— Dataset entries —
== Segment start ==

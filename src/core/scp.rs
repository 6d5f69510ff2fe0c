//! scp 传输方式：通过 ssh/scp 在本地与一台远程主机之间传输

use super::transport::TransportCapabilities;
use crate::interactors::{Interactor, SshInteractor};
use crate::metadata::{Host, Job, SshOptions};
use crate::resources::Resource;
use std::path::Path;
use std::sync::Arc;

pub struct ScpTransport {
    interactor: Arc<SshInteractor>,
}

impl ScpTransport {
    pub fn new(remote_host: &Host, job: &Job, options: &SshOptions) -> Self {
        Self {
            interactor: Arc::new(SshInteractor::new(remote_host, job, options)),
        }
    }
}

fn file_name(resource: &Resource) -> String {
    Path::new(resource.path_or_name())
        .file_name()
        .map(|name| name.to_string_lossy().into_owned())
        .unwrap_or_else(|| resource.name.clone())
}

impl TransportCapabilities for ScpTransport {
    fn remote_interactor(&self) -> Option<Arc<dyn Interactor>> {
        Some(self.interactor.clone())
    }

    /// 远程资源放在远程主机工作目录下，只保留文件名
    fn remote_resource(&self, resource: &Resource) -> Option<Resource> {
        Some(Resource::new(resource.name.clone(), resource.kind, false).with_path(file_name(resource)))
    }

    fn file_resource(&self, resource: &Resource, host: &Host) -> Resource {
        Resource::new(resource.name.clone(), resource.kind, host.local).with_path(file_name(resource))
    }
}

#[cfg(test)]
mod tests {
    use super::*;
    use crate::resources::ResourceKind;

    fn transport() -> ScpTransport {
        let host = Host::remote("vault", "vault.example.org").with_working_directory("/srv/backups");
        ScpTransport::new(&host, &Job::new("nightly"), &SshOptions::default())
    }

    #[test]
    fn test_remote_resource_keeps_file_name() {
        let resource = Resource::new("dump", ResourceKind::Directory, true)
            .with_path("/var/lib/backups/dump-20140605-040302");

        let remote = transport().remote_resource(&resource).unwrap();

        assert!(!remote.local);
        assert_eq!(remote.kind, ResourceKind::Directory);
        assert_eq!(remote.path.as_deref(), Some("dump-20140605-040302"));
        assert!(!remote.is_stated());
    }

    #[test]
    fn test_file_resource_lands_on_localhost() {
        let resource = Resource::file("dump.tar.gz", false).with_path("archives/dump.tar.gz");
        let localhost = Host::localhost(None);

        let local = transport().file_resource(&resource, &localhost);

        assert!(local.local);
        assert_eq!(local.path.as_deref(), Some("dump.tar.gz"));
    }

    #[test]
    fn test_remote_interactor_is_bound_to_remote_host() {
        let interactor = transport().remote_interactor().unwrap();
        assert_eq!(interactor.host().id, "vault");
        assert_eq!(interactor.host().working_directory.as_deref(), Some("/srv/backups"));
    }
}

== Segment end ==

— Aim of the exercise —
Among the lines above, find those with the word "SshInteractor". Copy them.

— Written response —
use crate::interactors::{Interactor, SshInteractor};
    interactor: Arc<SshInteractor>,
            interactor: Arc::new(SshInteractor::new(remote_host, job, options)),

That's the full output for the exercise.